Unfortunately, for addicts who have experienced some sober time, this adaptation increases their chances of overdose. In addition, they are not mentally in the place to be aware or cautious of their behaviors. As Dr. Sack explains, “It’s important to realize that many of the overdoses are in the first few doses, because by the time an addict re-establishes their addictions, they have tolerance again. This is someone who is deciding whether they are going to be sober or not. So craving is a big factor—being preoccupied with procuring drugs increases and escalates in the first days after treatment.”

Dr. Garbutt concurs, adding, “It’s all about the mechanics of how much you use. This isn’t as much of an issue with alcohol or drugs like cocaine or methamphetamine, which can kill you, but aren’t going to stop your respiratory system as straightforwardly as opiates. With heroin or other opiates, if you’re used to using a certain amount, you might not recognize the consequences coming right back into the drug. Addiction is not a controlled behavior. And for many, they see people die, they know people who have died, and yet the disorder distorts their view of the world and what’s safe and unsafe.”

For Jennifer, this was perhaps the biggest hurdle. According to her friend Michelle, “Jennifer didn’t even like heroin. But I think she was just so lost after she relapsed. She really didn’t care.
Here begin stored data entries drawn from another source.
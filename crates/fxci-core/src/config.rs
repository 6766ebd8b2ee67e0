//! Run configuration: raw options, validation and injectable settings.

use crate::error::{HarnessError, Result};
use crate::paths::{default_external_root, default_source_root, normalize};
use crate::platform::{default_os_names, HostFamily, HostOs};
use serde::{Deserialize, Serialize};
use std::collections::BTreeMap;
use std::fmt;
use std::path::{Path, PathBuf};
use std::time::Duration;
use tracing::info;

/// Default downstream repository.
pub const DEFAULT_REPO_URL: &str = "https://github.com/dotnet/corefx.git";

/// Ref meaning "whatever the cloned branch points at".
pub const LATEST_REF: &str = "HEAD";

/// Target architecture of the locally built runtime.
#[derive(Debug, Clone, Copy, PartialEq, Eq, Hash, Serialize, Deserialize)]
#[serde(rename_all = "lowercase")]
pub enum Architecture {
    X86,
    X64,
    Arm,
    Arm64,
}

impl Architecture {
    pub const ALL: [Architecture; 4] = [
        Architecture::X86,
        Architecture::X64,
        Architecture::Arm,
        Architecture::Arm64,
    ];

    pub fn as_str(&self) -> &'static str {
        match self {
            Architecture::X86 => "x86",
            Architecture::X64 => "x64",
            Architecture::Arm => "arm",
            Architecture::Arm64 => "arm64",
        }
    }

    /// Case-insensitive lookup.
    pub fn parse(value: &str) -> Option<Self> {
        Self::ALL
            .into_iter()
            .find(|a| a.as_str().eq_ignore_ascii_case(value))
    }
}

impl fmt::Display for Architecture {
    fn fmt(&self, f: &mut fmt::Formatter<'_>) -> fmt::Result {
        f.write_str(self.as_str())
    }
}

/// Build flavor of the locally built runtime.
#[derive(Debug, Clone, Copy, PartialEq, Eq, Hash, Serialize, Deserialize)]
pub enum BuildType {
    Debug,
    Checked,
    Release,
}

impl BuildType {
    pub const ALL: [BuildType; 3] = [BuildType::Debug, BuildType::Checked, BuildType::Release];

    pub fn as_str(&self) -> &'static str {
        match self {
            BuildType::Debug => "Debug",
            BuildType::Checked => "Checked",
            BuildType::Release => "Release",
        }
    }

    /// Case-insensitive lookup.
    pub fn parse(value: &str) -> Option<Self> {
        Self::ALL
            .into_iter()
            .find(|b| b.as_str().eq_ignore_ascii_case(value))
    }
}

impl fmt::Display for BuildType {
    fn fmt(&self, f: &mut fmt::Formatter<'_>) -> fmt::Result {
        f.write_str(self.as_str())
    }
}

/// Unvalidated options as supplied on the command line.
#[derive(Debug, Clone, PartialEq, Eq)]
pub struct RawOptions {
    pub arch: String,
    pub build_type: String,
    pub clr_root: Option<PathBuf>,
    pub fx_root: Option<PathBuf>,
    pub fx_branch: String,
    pub fx_commit: Option<String>,
    pub env_script: Option<PathBuf>,
}

impl Default for RawOptions {
    fn default() -> Self {
        Self {
            arch: "x64".to_string(),
            build_type: "Debug".to_string(),
            clr_root: None,
            fx_root: None,
            fx_branch: "master".to_string(),
            fx_commit: None,
            env_script: None,
        }
    }
}

/// Validated, fully resolved run configuration.
#[derive(Debug, Clone, PartialEq, Eq, Serialize, Deserialize)]
pub struct Configuration {
    pub arch: Architecture,
    pub build_type: BuildType,

    /// Root of the runtime source tree (holds `bin/Product` and `Tools`).
    pub source_root: PathBuf,

    /// Where the external tree is cloned.
    pub external_root: PathBuf,

    pub branch: String,

    /// Ref to check out after cloning; [`LATEST_REF`] by default.
    pub commit: String,

    /// Absolute path of a script sourced before the test run.
    pub env_script: Option<PathBuf>,
}

/// Whether the test run gets `/p:TestWithLocalNativeLibraries=true`.
#[derive(Debug, Clone, Copy, PartialEq, Eq, Serialize, Deserialize)]
#[serde(rename_all = "snake_case")]
pub enum NativeLibraryPolicy {
    /// Only on non-Windows hosts.
    UnixOnly,
    Always,
    Never,
}

impl NativeLibraryPolicy {
    pub fn applies_to(&self, host: HostFamily) -> bool {
        match self {
            NativeLibraryPolicy::UnixOnly => !host.is_windows(),
            NativeLibraryPolicy::Always => true,
            NativeLibraryPolicy::Never => false,
        }
    }
}

/// Bounded polling for a process that must exit before deletion.
#[derive(Debug, Clone, Copy, PartialEq, Eq)]
pub struct PollPolicy {
    pub interval: Duration,
    pub max_attempts: u32,
}

impl Default for PollPolicy {
    fn default() -> Self {
        Self {
            interval: Duration::from_secs(2),
            max_attempts: 150,
        }
    }
}

/// Constants the pipeline components depend on, injected rather than global.
#[derive(Debug, Clone)]
pub struct HarnessSettings {
    /// Repository cloned into the external root.
    pub repo_url: String,

    /// Host family commands are shaped for.
    pub host: HostFamily,

    /// `uname -s` output to product OS name.
    pub os_names: BTreeMap<String, HostOs>,

    /// Compiler server image name that holds locks in the external tree.
    pub compiler_server: String,

    pub lock_poll: PollPolicy,

    /// Parent directories between the program and the source root.
    pub source_root_depth: usize,

    pub native_libraries: NativeLibraryPolicy,

    /// Log side-effecting steps without performing them.
    pub dry_run: bool,
}

impl Default for HarnessSettings {
    fn default() -> Self {
        Self {
            repo_url: DEFAULT_REPO_URL.to_string(),
            host: HostFamily::current(),
            os_names: default_os_names(),
            compiler_server: "VBCSCompiler.exe".to_string(),
            lock_poll: PollPolicy::default(),
            source_root_depth: 3,
            native_libraries: NativeLibraryPolicy::UnixOnly,
            dry_run: false,
        }
    }
}

fn invalid(name: &'static str, value: impl fmt::Display) -> HarnessError {
    HarnessError::InvalidArgument {
        name,
        value: value.to_string(),
    }
}

/// Paths are handed to git and the shell as text, so they must be UTF-8.
fn utf8_path(name: &'static str, path: PathBuf) -> Result<PathBuf> {
    if path.to_str().is_none() {
        return Err(invalid(name, path.display()));
    }
    Ok(path)
}

/// Validate raw options into a [`Configuration`].
///
/// `program` is the path of the running executable, used to derive the
/// source root when none is given. Fails on the first invalid field.
pub fn validate(
    raw: &RawOptions,
    program: &Path,
    settings: &HarnessSettings,
) -> Result<Configuration> {
    let arch = Architecture::parse(&raw.arch).ok_or_else(|| invalid("arch", &raw.arch))?;
    let build_type =
        BuildType::parse(&raw.build_type).ok_or_else(|| invalid("build_type", &raw.build_type))?;

    if raw.fx_branch.is_empty() {
        return Err(invalid("fx_branch", &raw.fx_branch));
    }
    let branch = raw.fx_branch.clone();

    let commit = raw
        .fx_commit
        .clone()
        .unwrap_or_else(|| LATEST_REF.to_string());

    let source_root = match &raw.clr_root {
        None => default_source_root(program, settings.source_root_depth)?,
        Some(root) => {
            let root = normalize(root)?;
            if !root.is_dir() {
                return Err(invalid("clr_root", root.display()));
            }
            root
        }
    };
    let source_root = utf8_path("clr_root", source_root)?;

    let external_root = match &raw.fx_root {
        None => default_external_root(&source_root),
        Some(root) => utf8_path("fx_root", normalize(root)?)?,
    };

    let env_script = match &raw.env_script {
        None => None,
        Some(script) => {
            if !script.is_file() {
                return Err(invalid("env_script", script.display()));
            }
            Some(utf8_path("env_script", normalize(script)?)?)
        }
    };

    let config = Configuration {
        arch,
        build_type,
        source_root,
        external_root,
        branch,
        commit,
        env_script,
    };

    info!("Configuration:");
    info!(" arch: {}", config.arch);
    info!(" build_type: {}", config.build_type);
    info!(" clr_root: {}", config.source_root.display());
    info!(" fx_root: {}", config.external_root.display());
    info!(" fx_branch: {}", config.branch);
    info!(" fx_commit: {}", config.commit);
    info!(
        " env_script: {}",
        config
            .env_script
            .as_ref()
            .map(|p| p.display().to_string())
            .unwrap_or_else(|| "None".to_string())
    );

    Ok(config)
}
She was like a garbage can, consuming anything. It was awful. But she never wanted to die. I don’t think she ever realized that this is where it would take her.”

Sadly, many addicts leave treatment with higher hopes for themselves, as do their families. Dr. Sack has become a huge proponent of the new drug Naltrexone, which can be given in monthly injected doses under the name Vivitrol. Unlike Methadone or Suboxone, Vivitrol does not replace the opioid with a substitute: “Vivitrol is really the most important treatment we have today. It does two things: one, it prevents the addict from overdosing because it specifically blocks the opiate receptor in the brain—that’s the place that regulates pain, moods, and respiration. So it’s going to be difficult for an addict to overdose. But even more than that, it decreases cravings so the person won’t be desiring the drug as much as before.”
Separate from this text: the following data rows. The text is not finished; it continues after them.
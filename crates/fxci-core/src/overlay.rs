//! Overlay of the locally built runtime into the external tree.

use crate::error::{HarnessError, Result};
use crate::fs_tree::copy_tree;
use crate::paths::ArtifactLocations;
use serde::Serialize;
use std::fs;
use std::path::{Path, PathBuf};
use tracing::info;

/// What an overlay copied and where.
#[derive(Debug, Clone, PartialEq, Eq, Serialize)]
pub struct Overlay {
    pub source: PathBuf,
    pub destination: PathBuf,
    pub files: u64,
}

/// The single entry under the runtime output directory.
///
/// Anything other than exactly one entry is an error; no destination is
/// ever synthesized.
pub fn overlay_destination(runtime_dir: &Path) -> Result<PathBuf> {
    let entries = fs::read_dir(runtime_dir)
        .map_err(|source| HarnessError::fs(runtime_dir, source))?
        .collect::<std::io::Result<Vec<_>>>()
        .map_err(|source| HarnessError::fs(runtime_dir, source))?;

    match entries.as_slice() {
        [only] => Ok(only.path()),
        _ => Err(HarnessError::OverlayDestination {
            dir: runtime_dir.to_path_buf(),
            found: entries.len(),
        }),
    }
}

/// Copy the local runtime tree over the external tree's runtime.
pub fn install(locations: &ArtifactLocations) -> Result<Overlay> {
    let destination = overlay_destination(&locations.runtime_dir)?;
    info!(
        "[overlay] {} -> {}",
        locations.core_root.display(),
        destination.display()
    );

    let files = copy_tree(&locations.core_root, &destination)?;
    info!(files, "Overlay complete");

    Ok(Overlay {
        source: locations.core_root.clone(),
        destination,
        files,
    })
}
Dr. Garbutt explains the difference between Vivitrol and the more commonly used Suboxone and Methadone, “Suboxone binds to the receptor, which blocks the effects of other opiates. It also helps addicts to not experience withdrawal, because it has some opiate effects. We call that an agonist-antagonist drug. However, with Vivitrol, which is a pure antagonist, it blocks the opioid receptor but has no opiate-like effects. Which means unlike Suboxone or Methadone, you cannot get high from it.”

The main reason Dr. Sack has become such an advocate is because he believes Vivitrol buys the addict crucial time: “It allows the addict to experience that decrease in cravings while participating in therapy or a twelve step program. The tough part is the clients and families don’t support the patient being on medication. They want to be off drugs not on a drug, but the fact is a good proportion of those addicts will lapse in their first year. Vivitrol gives addicts in their first year that space between them and their addictions.”

Sadly, Jennifer never expected that a heroin overdose would be her fate. As John sees it, “For so many addicts, myself included, we never think we’re going to be the one to overdose. So we don’t make choices based around the idea that we’re going to be the one. I am sure a lot more people would be alive if they did.”